**WHAT THE TASK ASKS**
The job is to find each line of the records below that includes the word "FileNotReadable" and copy it.

Collected data
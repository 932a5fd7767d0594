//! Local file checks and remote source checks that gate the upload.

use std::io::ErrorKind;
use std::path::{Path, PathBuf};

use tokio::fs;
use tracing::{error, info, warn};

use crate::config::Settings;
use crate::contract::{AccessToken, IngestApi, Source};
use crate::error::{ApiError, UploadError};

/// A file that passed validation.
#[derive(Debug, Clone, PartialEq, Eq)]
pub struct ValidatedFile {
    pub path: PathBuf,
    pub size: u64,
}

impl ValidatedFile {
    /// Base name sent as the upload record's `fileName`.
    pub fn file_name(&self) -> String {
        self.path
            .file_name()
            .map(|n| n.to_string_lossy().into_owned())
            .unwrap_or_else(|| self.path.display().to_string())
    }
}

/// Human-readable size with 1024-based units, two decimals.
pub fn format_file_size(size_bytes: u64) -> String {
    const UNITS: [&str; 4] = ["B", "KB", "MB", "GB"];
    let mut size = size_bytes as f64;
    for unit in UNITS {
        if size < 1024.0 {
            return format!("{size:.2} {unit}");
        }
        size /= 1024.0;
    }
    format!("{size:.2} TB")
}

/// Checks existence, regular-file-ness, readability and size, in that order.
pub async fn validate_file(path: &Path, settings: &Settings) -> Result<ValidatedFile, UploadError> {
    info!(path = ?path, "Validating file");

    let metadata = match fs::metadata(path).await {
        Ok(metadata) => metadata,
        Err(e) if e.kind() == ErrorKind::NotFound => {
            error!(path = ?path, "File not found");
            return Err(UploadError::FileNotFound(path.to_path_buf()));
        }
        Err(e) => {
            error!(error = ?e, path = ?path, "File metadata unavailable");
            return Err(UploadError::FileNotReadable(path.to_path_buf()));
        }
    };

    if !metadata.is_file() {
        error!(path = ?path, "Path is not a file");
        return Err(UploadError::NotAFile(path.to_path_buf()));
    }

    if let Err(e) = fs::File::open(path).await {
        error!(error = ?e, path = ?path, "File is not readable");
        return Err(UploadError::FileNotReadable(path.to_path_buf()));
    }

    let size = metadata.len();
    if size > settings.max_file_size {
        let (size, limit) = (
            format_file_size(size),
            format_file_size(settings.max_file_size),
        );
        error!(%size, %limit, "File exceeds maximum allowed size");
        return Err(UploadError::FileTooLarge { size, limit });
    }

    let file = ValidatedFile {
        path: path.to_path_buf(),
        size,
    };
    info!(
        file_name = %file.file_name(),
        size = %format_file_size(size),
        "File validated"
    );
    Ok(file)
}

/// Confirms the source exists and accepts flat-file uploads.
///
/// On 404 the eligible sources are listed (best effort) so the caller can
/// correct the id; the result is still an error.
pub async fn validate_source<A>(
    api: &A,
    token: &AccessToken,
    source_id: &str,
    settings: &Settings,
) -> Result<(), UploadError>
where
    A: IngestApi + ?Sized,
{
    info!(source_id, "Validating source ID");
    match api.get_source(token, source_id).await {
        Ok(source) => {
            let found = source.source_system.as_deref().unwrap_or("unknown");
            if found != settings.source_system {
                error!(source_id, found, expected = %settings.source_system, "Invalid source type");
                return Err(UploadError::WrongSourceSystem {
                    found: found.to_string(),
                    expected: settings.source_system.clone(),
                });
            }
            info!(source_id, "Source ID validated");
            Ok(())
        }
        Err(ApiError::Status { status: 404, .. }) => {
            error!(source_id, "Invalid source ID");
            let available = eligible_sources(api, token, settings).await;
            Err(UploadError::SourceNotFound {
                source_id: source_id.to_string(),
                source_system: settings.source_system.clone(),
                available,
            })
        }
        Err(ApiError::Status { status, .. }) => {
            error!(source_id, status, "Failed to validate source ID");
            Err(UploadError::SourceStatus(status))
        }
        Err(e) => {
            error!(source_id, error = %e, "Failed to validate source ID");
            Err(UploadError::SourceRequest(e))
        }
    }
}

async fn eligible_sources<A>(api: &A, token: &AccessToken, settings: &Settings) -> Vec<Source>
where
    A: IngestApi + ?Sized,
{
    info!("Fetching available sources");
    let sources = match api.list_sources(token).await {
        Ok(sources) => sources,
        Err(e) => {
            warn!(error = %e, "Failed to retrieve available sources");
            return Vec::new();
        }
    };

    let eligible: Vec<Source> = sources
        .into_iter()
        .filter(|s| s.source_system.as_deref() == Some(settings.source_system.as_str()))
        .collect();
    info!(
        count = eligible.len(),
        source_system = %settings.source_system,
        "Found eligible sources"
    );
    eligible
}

...

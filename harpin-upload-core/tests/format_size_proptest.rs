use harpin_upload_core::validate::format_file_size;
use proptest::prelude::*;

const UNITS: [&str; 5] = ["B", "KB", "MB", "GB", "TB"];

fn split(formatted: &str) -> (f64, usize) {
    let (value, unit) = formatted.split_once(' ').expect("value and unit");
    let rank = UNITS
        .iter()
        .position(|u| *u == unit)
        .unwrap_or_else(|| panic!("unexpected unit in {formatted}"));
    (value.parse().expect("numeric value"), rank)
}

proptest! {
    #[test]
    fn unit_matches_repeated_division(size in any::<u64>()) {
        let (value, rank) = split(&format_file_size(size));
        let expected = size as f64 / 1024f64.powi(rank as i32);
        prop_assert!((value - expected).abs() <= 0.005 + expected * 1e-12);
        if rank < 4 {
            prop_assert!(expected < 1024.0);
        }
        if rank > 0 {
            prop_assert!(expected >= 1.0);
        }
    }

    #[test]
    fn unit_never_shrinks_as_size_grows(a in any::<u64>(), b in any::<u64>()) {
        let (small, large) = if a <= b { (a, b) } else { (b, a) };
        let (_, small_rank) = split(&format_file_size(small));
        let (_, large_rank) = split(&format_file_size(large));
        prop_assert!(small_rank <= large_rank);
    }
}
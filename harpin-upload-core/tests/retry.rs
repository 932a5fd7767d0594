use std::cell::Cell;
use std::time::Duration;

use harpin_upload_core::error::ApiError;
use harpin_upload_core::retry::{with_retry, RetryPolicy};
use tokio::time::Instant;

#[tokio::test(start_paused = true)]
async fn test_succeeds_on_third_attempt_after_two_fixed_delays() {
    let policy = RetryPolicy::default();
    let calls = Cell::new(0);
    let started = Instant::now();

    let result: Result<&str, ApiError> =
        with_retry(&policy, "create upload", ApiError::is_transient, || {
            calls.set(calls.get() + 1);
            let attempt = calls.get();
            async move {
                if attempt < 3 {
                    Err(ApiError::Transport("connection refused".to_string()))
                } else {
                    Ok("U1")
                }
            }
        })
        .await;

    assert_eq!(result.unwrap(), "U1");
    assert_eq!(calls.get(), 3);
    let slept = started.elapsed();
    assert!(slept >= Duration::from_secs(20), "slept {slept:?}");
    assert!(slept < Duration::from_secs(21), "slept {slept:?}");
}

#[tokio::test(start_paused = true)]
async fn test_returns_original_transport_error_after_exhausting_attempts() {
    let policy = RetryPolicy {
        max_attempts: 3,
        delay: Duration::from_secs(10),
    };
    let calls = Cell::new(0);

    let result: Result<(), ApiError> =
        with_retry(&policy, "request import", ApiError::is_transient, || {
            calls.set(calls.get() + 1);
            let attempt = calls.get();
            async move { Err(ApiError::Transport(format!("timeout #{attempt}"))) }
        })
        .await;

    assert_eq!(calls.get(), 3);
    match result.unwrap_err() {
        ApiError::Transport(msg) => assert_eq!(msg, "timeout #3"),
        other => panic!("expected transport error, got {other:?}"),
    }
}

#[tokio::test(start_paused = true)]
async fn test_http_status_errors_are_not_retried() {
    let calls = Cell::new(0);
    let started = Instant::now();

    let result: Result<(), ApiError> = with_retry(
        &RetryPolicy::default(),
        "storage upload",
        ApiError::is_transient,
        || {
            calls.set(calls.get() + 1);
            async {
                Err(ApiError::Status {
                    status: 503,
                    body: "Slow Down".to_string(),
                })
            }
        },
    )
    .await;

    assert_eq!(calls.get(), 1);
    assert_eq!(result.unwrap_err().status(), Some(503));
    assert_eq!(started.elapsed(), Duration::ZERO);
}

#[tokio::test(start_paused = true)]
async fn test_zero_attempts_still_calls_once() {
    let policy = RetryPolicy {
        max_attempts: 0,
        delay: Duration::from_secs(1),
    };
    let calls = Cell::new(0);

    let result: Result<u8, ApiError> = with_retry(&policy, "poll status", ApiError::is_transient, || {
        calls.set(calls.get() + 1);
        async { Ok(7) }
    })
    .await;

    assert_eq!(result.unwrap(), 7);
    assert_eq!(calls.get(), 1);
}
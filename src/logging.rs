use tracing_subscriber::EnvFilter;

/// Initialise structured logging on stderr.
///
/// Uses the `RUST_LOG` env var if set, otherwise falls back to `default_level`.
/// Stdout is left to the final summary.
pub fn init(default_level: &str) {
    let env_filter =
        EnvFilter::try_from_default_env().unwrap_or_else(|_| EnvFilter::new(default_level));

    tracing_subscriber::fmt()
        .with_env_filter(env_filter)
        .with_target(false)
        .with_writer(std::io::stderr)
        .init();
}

**ANSWER FOR THIS EXERCISE**
            return Err(UploadError::FileNotReadable(path.to_path_buf()));
        return Err(UploadError::FileNotReadable(path.to_path_buf()));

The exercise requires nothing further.